On 11 November 2020, 15 Hong Kong pro-democracy members of the Legislative Council announced their resignations in protest against the decision of the National People's Congress Standing Committee (NPCSC) which bars Legislative Council members from supporting Hong Kong independence, refusing to recognise Beijing's sovereignty over Hong Kong, seeking help from "foreign countries or foreign forces to interfere in the affairs of the region" or committing "other acts that endanger national security" that resulted in the disqualification of pro-democracy legislators Alvin Yeung, Dennis Kwok, Kwok Ka-ki and Kenneth Leung. In July 2020, the four had been barred from running in the subsequently postponed Legislative Council election originally scheduled for September 2020. The resignation en masse left the Legislative Council membership dwindled to 43 out of the total number of 70 seats, with virtually no opposition for the first time since the 1997 handover.

==Background==

===Oath taking controversy and by-election overturns===
The first instance of unseating members from the Legislative Council for political reasons occurred in November 2016, triggered by the oath-taking controversy of several pro-democracy and localist camp members. On 7 November 2016, the National People's Congress Standing Committee (NPCSC) controversially interpreted Article 104 of the Basic Law of Hong Kong to "clarify" the requirements that the legislators need to swear allegiance to Hong Kong as part of China when they take office, stating that a person "who intentionally reads out words which do not accord with the wording of the oath prescribed by law, or takes the oath in a manner which is not sincere or not solemn" should be barred from taking their public office and cannot retake the oath. As a result, two localist members Yau Wai-ching and Baggio Leung of Youngspiration were unseated by the court. On 14 July 2017, four more pro-democracy legislators – Leung Kwok-hung, Nathan Law, Yiu Chung-yim and Lau Siu-lai were unseated by the court.

The vacancies left by the six disqualified members were filled in by the March and November by-elections in 2018. However the disqualifications of localist candidates Agnes Chow and Ventus Lau by returning officers, which had been based on their stances on allegiance and independence before the March by-election, was successfully challenged in court, on the basis of the disqualified candidates not having been given any reasonable opportunity to respond to the returning officers' questions which led to their ineligibility.

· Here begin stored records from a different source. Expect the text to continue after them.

//! Concrete search provider implementations.
//!
//! Each submodule wraps a single external API and implements the
//! [`SearchProvider`](super::SearchProvider) trait.

mod http;
pub mod rotten_tomatoes;
pub mod tmdb;
pub mod tvdb;

pub use rotten_tomatoes::RottenTomatoesProvider;
pub use tmdb::TmdbProvider;
pub use tvdb::TvdbProvider;
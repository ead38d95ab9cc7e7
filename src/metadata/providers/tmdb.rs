//! TMDB (The Movie Database) search provider.
//!
//! Implements [`SearchProvider`] by querying the TMDB v3 REST API.
//!
//! The search endpoint only returns ids and titles. Each match is enriched
//! with two further calls, made one after another:
//! - `/movie/{id}` for the IMDB id, overview, and poster.
//! - `/movie/{id}/credits` for the cast (crew entries are skipped).
//!
//! A failure in any of these calls fails the whole provider. Requests are
//! token-bucket rate limited via [`governor`].

use std::num::NonZeroU32;

use async_trait::async_trait;
use governor::{Quota, RateLimiter};
use reelsearch_common::{ProviderError, ProviderId, SearchQuery, SearchRecord, StreamLinkTemplate};
use serde::{de::DeserializeOwned, Deserialize};
use tracing::debug;

use super::http;
use crate::config::TmdbConfig;
use crate::metadata::provider::SearchProvider;

// ---------------------------------------------------------------------------
// TMDB API response types (private)
// ---------------------------------------------------------------------------

#[derive(Debug, Deserialize)]
struct TmdbSearchResponse {
    #[serde(default)]
    results: Vec<TmdbMovieSearchResult>,
}

#[derive(Debug, Deserialize)]
struct TmdbMovieSearchResult {
    id: u64,
    title: Option<String>,
}

#[derive(Debug, Deserialize)]
struct TmdbMovieDetail {
    imdb_id: Option<String>,
    overview: Option<String>,
    poster_path: Option<String>,
}

#[derive(Debug, Deserialize)]
struct TmdbCredits {
    #[serde(default)]
    cast: Vec<TmdbCastEntry>,
}

#[derive(Debug, Deserialize)]
struct TmdbCastEntry {
    /// Only set for acting credits.
    cast_id: Option<u64>,
    name: String,
}

// ---------------------------------------------------------------------------
// Provider implementation
// ---------------------------------------------------------------------------

/// TMDB search provider.
///
/// # Examples
///
/// ```no_run
/// use reelsearch::metadata::providers::TmdbProvider;
/// use reelsearch_common::StreamLinkTemplate;
///
/// let provider = TmdbProvider::new(
///     "your-api-key".into(),
///     "https://api.themoviedb.org/3".into(),
///     10,
///     StreamLinkTemplate::default(),
/// );
/// ```
pub struct TmdbProvider {
    client: reqwest::Client,
    api_key: String,
    base_url: String,
    stream: StreamLinkTemplate,
    rate_limiter: governor::RateLimiter<
        governor::state::NotKeyed,
        governor::state::InMemoryState,
        governor::clock::DefaultClock,
    >,
}

impl TmdbProvider {
    /// Create a new TMDB provider.
    ///
    /// `requests_per_second` below 1 is treated as 1.
    pub fn new(
        api_key: String,
        base_url: String,
        requests_per_second: u32,
        stream: StreamLinkTemplate,
    ) -> Self {
        let rate = NonZeroU32::new(requests_per_second).unwrap_or(NonZeroU32::MIN);
        let rate_limiter = RateLimiter::direct(Quota::per_second(rate));

        Self {
            client: http::build_client(),
            api_key,
            base_url,
            stream,
            rate_limiter,
        }
    }

    pub fn from_config(config: &TmdbConfig, stream: StreamLinkTemplate) -> Self {
        Self::new(
            config.api_key.clone(),
            config.base_url.clone(),
            config.requests_per_second,
            stream,
        )
    }

    /// Rate-limited GET of `path` with the API key attached.
    async fn get<T: DeserializeOwned>(
        &self,
        path: &str,
        extra_params: &[(&str, &str)],
    ) -> Result<T, ProviderError> {
        self.rate_limiter.until_ready().await;

        let url = http::join_url(&self.base_url, path);
        let mut params: Vec<(&str, &str)> = vec![("api_key", self.api_key.as_str())];
        params.extend_from_slice(extra_params);

        http::get_json(&self.client, self.id(), &url, &params, None).await
    }

    /// Fetch detail and credits for one search hit.
    async fn enrich(&self, movie: TmdbMovieSearchResult) -> Result<SearchRecord, ProviderError> {
        debug!(tmdb_id = movie.id, "TMDB enrich movie");

        let detail: TmdbMovieDetail = self.get(&format!("/movie/{}", movie.id), &[]).await?;
        let credits: TmdbCredits = self
            .get(&format!("/movie/{}/credits", movie.id), &[])
            .await?;

        Ok(SearchRecord::new(movie.id.to_string(), movie.title.unwrap_or_default())
            .with_plot(detail.overview)
            .with_imdb_id(detail.imdb_id.as_deref(), &self.stream)
            .with_actors(cast_names(credits))
            .with_banners(detail.poster_path.into_iter().collect()))
    }
}

fn cast_names(credits: TmdbCredits) -> Vec<String> {
    credits
        .cast
        .into_iter()
        .filter(|c| c.cast_id.is_some())
        .map(|c| c.name)
        .collect()
}

#[async_trait]
impl SearchProvider for TmdbProvider {
    fn id(&self) -> ProviderId {
        ProviderId::Tmdb
    }

    fn is_available(&self) -> bool {
        !self.api_key.is_empty()
    }

    async fn search(&self, query: &SearchQuery) -> Result<Vec<SearchRecord>, ProviderError> {
        let body: TmdbSearchResponse = self
            .get("/search/movie", &[("query", query.as_str())])
            .await?;

        let mut records = Vec::with_capacity(body.results.len());
        for movie in body.results {
            records.push(self.enrich(movie).await?);
        }
        Ok(records)
    }
}
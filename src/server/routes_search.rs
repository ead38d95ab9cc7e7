use crate::server::AppContext;
use axum::{
    extract::{Query, State},
    http::{HeaderName, HeaderValue, StatusCode},
    response::{IntoResponse, Response},
    routing::get,
    Json, Router,
};
use reelsearch_common::AggregationError;
use serde::Deserialize;

/// Set to `true` when at least one provider failed or timed out.
pub const PARTIAL_HEADER: HeaderName = HeaderName::from_static("x-reelsearch-partial");

pub fn search_routes() -> Router<AppContext> {
    Router::new().route("/search", get(search))
}

#[derive(Deserialize)]
struct SearchParams {
    #[serde(default)]
    search: String,
}

async fn search(
    State(ctx): State<AppContext>,
    Query(params): Query<SearchParams>,
) -> Result<Response, (StatusCode, Json<serde_json::Value>)> {
    let result = ctx.aggregator.aggregate(&params.search).await.map_err(|e| {
        let status = match e {
            AggregationError::InvalidQuery(_) => StatusCode::BAD_REQUEST,
            AggregationError::ConfigurationMissing(_) => StatusCode::INTERNAL_SERVER_ERROR,
        };
        (status, Json(serde_json::json!({ "error": e.to_string() })))
    })?;

    let partial = result.is_partial();
    let mut response = Json(result.records).into_response();
    if partial {
        response
            .headers_mut()
            .insert(PARTIAL_HEADER, HeaderValue::from_static("true"));
    }
    Ok(response)
}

Similarly, the election result of the November by-election was overturned by the court regarding the returning officer's decision to disqualify Lau Siu-lai. As a result, two pro-democrats Au Nok-hin and Gary Fan who were elected in March 2018 and pro-Beijing independent Chan Hoi-yan in November 2018 were unseated.

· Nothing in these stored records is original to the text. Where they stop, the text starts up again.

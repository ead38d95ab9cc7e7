//! Provider identity and per-provider outcome types.
//!
//! Enums here are serialized in snake_case so they read naturally in JSON
//! summaries and log output.

use serde::{Deserialize, Serialize};
use std::fmt;

use crate::error::ProviderError;
use crate::record::SearchRecord;

/// Identity of an external metadata provider.
#[derive(Debug, Clone, Copy, PartialEq, Eq, Hash, Serialize, Deserialize)]
#[serde(rename_all = "snake_case")]
pub enum ProviderId {
    /// Rotten Tomatoes movie search API.
    RottenTomatoes,
    /// TheMovieDB v3 API.
    Tmdb,
    /// TheTVDB XML API.
    Tvdb,
}

impl ProviderId {
    /// All providers, in the fixed merge order.
    pub const ALL: [ProviderId; 3] = [Self::RottenTomatoes, Self::Tmdb, Self::Tvdb];

    /// Short, lowercase identifier used in logs and config keys.
    pub fn as_str(&self) -> &'static str {
        match self {
            Self::RottenTomatoes => "rotten_tomatoes",
            Self::Tmdb => "tmdb",
            Self::Tvdb => "tvdb",
        }
    }
}

impl fmt::Display for ProviderId {
    fn fmt(&self, f: &mut fmt::Formatter<'_>) -> fmt::Result {
        f.write_str(self.as_str())
    }
}

/// Final state of one provider's slot after a dispatch.
#[derive(Debug, Clone)]
pub enum ProviderStatus {
    /// The provider answered; records are in provider order.
    Ok(Vec<SearchRecord>),
    /// The provider answered with an error.
    Failed(ProviderError),
    /// The provider did not answer before the batch timeout.
    TimedOut,
}

impl ProviderStatus {
    /// Records contributed by this slot; empty unless the provider succeeded.
    pub fn records(&self) -> &[SearchRecord] {
        match self {
            Self::Ok(records) => records,
            Self::Failed(_) | Self::TimedOut => &[],
        }
    }

    /// Returns `true` if the provider answered successfully.
    pub fn is_ok(&self) -> bool {
        matches!(self, Self::Ok(_))
    }
}

/// One provider's tagged contribution to a dispatch.
#[derive(Debug, Clone)]
pub struct ProviderResult {
    /// Which provider filled this slot.
    pub provider: ProviderId,
    /// What the provider reported.
    pub status: ProviderStatus,
}

impl ProviderResult {
    /// Create a successful result.
    pub fn ok(provider: ProviderId, records: Vec<SearchRecord>) -> Self {
        Self {
            provider,
            status: ProviderStatus::Ok(records),
        }
    }

    /// Create a failed result.
    pub fn failed(provider: ProviderId, error: ProviderError) -> Self {
        Self {
            provider,
            status: ProviderStatus::Failed(error),
        }
    }

    /// Create a timed-out result.
    pub fn timed_out(provider: ProviderId) -> Self {
        Self {
            provider,
            status: ProviderStatus::TimedOut,
        }
    }
}

/// Serializable outcome label for a provider slot.
#[derive(Debug, Clone, Copy, PartialEq, Eq, Serialize, Deserialize)]
#[serde(rename_all = "snake_case")]
pub enum SourceState {
    Ok,
    Failed,
    TimedOut,
}

impl fmt::Display for SourceState {
    fn fmt(&self, f: &mut fmt::Formatter<'_>) -> fmt::Result {
        match self {
            Self::Ok => write!(f, "ok"),
            Self::Failed => write!(f, "failed"),
            Self::TimedOut => write!(f, "timed_out"),
        }
    }
}

/// Per-provider summary attached to an aggregated result.
#[derive(Debug, Clone, PartialEq, Eq, Serialize, Deserialize)]
pub struct SourceSummary {
    pub provider: ProviderId,
    pub state: SourceState,
    /// Number of records the provider returned before deduplication.
    pub count: usize,
    #[serde(skip_serializing_if = "Option::is_none")]
    pub error: Option<String>,
}

impl From<&ProviderResult> for SourceSummary {
    fn from(result: &ProviderResult) -> Self {
        let (state, error) = match &result.status {
            ProviderStatus::Ok(_) => (SourceState::Ok, None),
            ProviderStatus::Failed(e) => (SourceState::Failed, Some(e.to_string())),
            ProviderStatus::TimedOut => (SourceState::TimedOut, None),
        };
        Self {
            provider: result.provider,
            state,
            count: result.status.records().len(),
            error,
        }
    }
}
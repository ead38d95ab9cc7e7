mod types;

pub use types::*;

use anyhow::{Context, Result};
use reelsearch_common::StreamLinkTemplate;
use std::path::Path;
use std::time::Duration;

/// Environment variables that override provider API keys from the file.
pub const ROTTEN_TOMATOES_KEY_ENV: &str = "REELSEARCH_ROTTEN_TOMATOES_API_KEY";
pub const TMDB_KEY_ENV: &str = "REELSEARCH_TMDB_API_KEY";
pub const TVDB_KEY_ENV: &str = "REELSEARCH_TVDB_API_KEY";

/// Load configuration from a TOML file
pub fn load_config(path: &Path) -> Result<Config> {
    let content = std::fs::read_to_string(path)
        .with_context(|| format!("Failed to read config file: {:?}", path))?;

    let mut config: Config = toml::from_str(&content)
        .with_context(|| format!("Failed to parse config file: {:?}", path))?;

    apply_env_overrides(&mut config, |name| std::env::var(name).ok());

    validate_config(&config)?;

    Ok(config)
}

/// Load config from default locations or return default config
pub fn load_config_or_default(custom_path: Option<&Path>) -> Result<Config> {
    if let Some(path) = custom_path {
        return load_config(path);
    }

    // Try default locations
    let default_paths = [
        "./reelsearch.toml",
        "~/.config/reelsearch/config.toml",
        "/etc/reelsearch/config.toml",
    ];

    for path_str in default_paths {
        let path = shellexpand::tilde(path_str);
        let path = Path::new(path.as_ref());
        if path.exists() {
            return load_config(path);
        }
    }

    // Return default config if no file found
    let mut config = Config::default();
    apply_env_overrides(&mut config, |name| std::env::var(name).ok());
    Ok(config)
}

/// Replace provider API keys with non-empty values from `lookup`.
pub fn apply_env_overrides<F>(config: &mut Config, lookup: F)
where
    F: Fn(&str) -> Option<String>,
{
    let providers = &mut config.providers;
    let slots = [
        (ROTTEN_TOMATOES_KEY_ENV, &mut providers.rotten_tomatoes.api_key),
        (TMDB_KEY_ENV, &mut providers.tmdb.api_key),
        (TVDB_KEY_ENV, &mut providers.tvdb.api_key),
    ];
    for (name, key) in slots {
        if let Some(value) = lookup(name).filter(|v| !v.trim().is_empty()) {
            *key = value;
        }
    }
}

impl ServerConfig {
    /// Replace host and port with command-line values, where given.
    pub fn apply_overrides(&mut self, host: Option<String>, port: Option<u16>) {
        if let Some(host) = host {
            self.host = host;
        }
        if let Some(port) = port {
            self.port = port;
        }
    }
}

impl SearchConfig {
    pub fn timeout(&self) -> Duration {
        Duration::from_secs(self.timeout_secs)
    }

    pub fn stream_template(&self) -> StreamLinkTemplate {
        StreamLinkTemplate::new(self.stream_url_template.clone())
    }
}

/// Validate configuration
pub fn validate_config(config: &Config) -> Result<()> {
    if config.server.port == 0 {
        anyhow::bail!("Server port cannot be 0");
    }

    if config.search.timeout_secs == 0 {
        anyhow::bail!("Search timeout must be at least one second");
    }

    if !config.search.stream_template().is_valid() {
        anyhow::bail!(
            "Stream URL template '{}' does not contain {{imdb_id}}",
            config.search.stream_url_template
        );
    }

    if config.providers.tmdb.enabled && config.providers.tmdb.requests_per_second == 0 {
        anyhow::bail!("TMDB requests_per_second must be greater than 0");
    }

    // Missing credentials are reported when the aggregator is built, so
    // `validate` can still describe a partially configured file.
    let providers = &config.providers;
    let missing = [
        ("rotten_tomatoes", providers.rotten_tomatoes.enabled, &providers.rotten_tomatoes.api_key),
        ("tmdb", providers.tmdb.enabled, &providers.tmdb.api_key),
        ("tvdb", providers.tvdb.enabled, &providers.tvdb.api_key),
    ];
    for (name, enabled, key) in missing {
        if enabled && key.is_empty() {
            tracing::warn!("Provider '{}' is enabled but has no API key", name);
        }
    }

    Ok(())
}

===Candidates' disqualification and election postponement===

Another wave of disqualifications of pro-democracy candidates in the 2020 Legislative Council general election by the returning officers occurred in the end of the nomination period in July. 12 pro-democrats including four incumbent Legislative Council members – Alvin Yeung, Kwok Ka-ki, Dennis Kwok and Kenneth Leung – were also disqualified on the grounds of either expressing an objection in principle to the newly imposed national security law, refusing to recognise the exercise of the sovereignty by the People's Republic of China over Hong Kong or soliciting foreign interference into Hong Kong affairs.

Within a day, Chief Executive Carrie Lam announced on 31 July that she would invoke the Emergency Regulations Ordinance to postpone the September general election for a whole year citing the recent resurgence of the COVID-19 cases. For the lacuna of the Legislative Council arising from the postponement, Carrie Lam sought for support and guidance by the central government. Pro-democracy legislators slammed the government for using the coronavirus outbreak as an excuse to delay the vote to avoid a potential repeating defeat in the election after the 2019 District Council electoral landslide. They warned that doing so would "trigger a constitutional crisis in the city." The pro-democrats also compared the situation to the eve of the 1997 handover when the Beijing government installed the pro-Beijing-dominated Provisional Legislative Council to counter the fully elected colonial Legislative Council. Pro-democrat legislators refused to join the provisional legislature on the grounds it was extra-constitutional and not democratically elected.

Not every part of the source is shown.